◆ Given information
_____

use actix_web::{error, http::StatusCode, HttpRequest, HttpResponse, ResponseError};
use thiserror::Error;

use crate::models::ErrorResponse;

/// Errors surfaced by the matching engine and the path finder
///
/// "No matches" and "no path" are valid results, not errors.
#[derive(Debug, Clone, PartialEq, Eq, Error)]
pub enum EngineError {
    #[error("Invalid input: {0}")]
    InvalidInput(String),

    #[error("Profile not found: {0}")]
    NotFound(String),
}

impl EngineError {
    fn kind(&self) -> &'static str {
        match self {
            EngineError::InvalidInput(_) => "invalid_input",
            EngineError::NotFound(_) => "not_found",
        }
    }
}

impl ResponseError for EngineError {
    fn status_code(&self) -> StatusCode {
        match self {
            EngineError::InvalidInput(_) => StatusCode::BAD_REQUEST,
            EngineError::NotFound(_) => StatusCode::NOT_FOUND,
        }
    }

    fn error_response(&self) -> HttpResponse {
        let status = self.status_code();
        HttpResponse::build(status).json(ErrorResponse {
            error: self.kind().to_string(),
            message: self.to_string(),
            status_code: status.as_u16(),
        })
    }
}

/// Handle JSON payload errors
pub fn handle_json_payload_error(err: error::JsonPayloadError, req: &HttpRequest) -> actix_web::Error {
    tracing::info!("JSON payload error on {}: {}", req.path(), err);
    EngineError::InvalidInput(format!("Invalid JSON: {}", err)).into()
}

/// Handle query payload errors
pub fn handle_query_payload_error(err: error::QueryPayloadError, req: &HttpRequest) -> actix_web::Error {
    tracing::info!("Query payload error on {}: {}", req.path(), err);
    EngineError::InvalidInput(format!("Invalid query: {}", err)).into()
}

_____

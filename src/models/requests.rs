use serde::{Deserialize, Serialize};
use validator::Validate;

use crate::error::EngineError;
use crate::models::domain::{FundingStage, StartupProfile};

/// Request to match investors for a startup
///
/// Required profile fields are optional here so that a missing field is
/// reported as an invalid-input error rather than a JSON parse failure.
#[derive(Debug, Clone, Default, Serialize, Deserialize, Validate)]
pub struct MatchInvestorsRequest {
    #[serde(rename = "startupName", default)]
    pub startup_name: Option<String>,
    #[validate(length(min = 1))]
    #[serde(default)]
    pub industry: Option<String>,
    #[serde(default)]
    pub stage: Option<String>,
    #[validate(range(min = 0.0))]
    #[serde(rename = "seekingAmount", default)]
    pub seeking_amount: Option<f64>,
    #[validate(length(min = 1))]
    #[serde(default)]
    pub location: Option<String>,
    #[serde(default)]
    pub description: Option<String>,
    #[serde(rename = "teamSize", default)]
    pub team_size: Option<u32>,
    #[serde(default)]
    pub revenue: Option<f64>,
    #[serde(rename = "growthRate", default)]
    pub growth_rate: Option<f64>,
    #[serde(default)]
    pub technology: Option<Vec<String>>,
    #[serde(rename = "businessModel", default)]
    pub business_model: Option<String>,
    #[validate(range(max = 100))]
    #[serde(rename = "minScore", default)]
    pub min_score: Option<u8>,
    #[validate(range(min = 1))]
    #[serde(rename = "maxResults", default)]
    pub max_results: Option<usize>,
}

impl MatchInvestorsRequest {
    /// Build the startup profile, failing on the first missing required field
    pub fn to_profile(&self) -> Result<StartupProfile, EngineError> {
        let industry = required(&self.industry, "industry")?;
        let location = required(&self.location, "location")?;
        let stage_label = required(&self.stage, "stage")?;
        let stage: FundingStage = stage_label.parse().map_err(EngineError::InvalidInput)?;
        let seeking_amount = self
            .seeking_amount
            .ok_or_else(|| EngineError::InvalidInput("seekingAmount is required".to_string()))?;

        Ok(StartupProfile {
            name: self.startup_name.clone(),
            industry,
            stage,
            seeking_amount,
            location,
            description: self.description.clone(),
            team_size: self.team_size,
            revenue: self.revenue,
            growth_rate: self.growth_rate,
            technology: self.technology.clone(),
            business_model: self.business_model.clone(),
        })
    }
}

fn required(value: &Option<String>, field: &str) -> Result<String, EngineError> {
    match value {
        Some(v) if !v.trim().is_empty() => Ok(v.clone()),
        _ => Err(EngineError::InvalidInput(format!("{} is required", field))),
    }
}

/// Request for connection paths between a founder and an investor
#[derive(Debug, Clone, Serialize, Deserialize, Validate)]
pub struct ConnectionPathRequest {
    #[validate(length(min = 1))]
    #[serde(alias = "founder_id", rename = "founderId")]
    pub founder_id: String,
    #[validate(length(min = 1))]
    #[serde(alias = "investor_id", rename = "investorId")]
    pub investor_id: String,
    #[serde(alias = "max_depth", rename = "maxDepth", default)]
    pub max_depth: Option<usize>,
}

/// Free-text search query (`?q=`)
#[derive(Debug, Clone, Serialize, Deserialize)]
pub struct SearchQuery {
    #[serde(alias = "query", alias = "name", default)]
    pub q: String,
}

_____

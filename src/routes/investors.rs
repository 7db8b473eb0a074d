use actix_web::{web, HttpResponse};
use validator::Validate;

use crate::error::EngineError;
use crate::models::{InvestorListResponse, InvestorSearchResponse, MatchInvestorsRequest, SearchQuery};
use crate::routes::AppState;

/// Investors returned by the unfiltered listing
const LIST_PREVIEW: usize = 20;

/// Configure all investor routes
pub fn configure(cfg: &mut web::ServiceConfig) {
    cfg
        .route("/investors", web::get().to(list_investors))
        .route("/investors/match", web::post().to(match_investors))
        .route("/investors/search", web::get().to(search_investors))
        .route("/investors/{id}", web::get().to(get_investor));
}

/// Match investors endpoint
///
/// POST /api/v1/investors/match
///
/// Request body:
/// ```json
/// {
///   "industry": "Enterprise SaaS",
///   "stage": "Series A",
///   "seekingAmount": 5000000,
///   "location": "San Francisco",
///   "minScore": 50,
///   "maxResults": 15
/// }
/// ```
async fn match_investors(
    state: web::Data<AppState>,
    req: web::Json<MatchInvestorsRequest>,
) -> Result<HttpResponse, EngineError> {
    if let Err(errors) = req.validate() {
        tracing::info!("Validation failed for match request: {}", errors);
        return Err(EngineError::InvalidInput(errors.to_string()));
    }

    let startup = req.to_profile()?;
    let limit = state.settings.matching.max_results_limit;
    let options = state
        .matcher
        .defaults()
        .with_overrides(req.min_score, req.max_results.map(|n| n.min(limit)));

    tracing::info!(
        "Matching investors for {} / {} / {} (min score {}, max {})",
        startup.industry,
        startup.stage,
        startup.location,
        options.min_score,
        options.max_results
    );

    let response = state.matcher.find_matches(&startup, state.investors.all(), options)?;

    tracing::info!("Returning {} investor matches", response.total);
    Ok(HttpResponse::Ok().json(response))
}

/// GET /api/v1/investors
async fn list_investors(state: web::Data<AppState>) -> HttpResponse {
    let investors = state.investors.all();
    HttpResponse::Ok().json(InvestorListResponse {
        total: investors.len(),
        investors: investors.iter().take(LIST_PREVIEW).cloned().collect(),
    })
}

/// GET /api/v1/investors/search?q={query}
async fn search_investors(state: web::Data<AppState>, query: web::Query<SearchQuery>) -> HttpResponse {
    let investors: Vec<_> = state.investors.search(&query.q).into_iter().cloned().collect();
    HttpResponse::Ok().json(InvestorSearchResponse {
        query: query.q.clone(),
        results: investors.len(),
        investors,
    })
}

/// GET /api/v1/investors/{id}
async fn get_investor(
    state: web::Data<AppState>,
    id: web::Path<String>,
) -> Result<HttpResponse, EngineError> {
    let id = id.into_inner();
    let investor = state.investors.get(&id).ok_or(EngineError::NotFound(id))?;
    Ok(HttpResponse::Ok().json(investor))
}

_____

◆ Instructions for the task
In the entries, find every line holding "ResponseError" and copy it.

◆ Answer area
use actix_web::{error, http::StatusCode, HttpRequest, HttpResponse, ResponseError};
impl ResponseError for EngineError {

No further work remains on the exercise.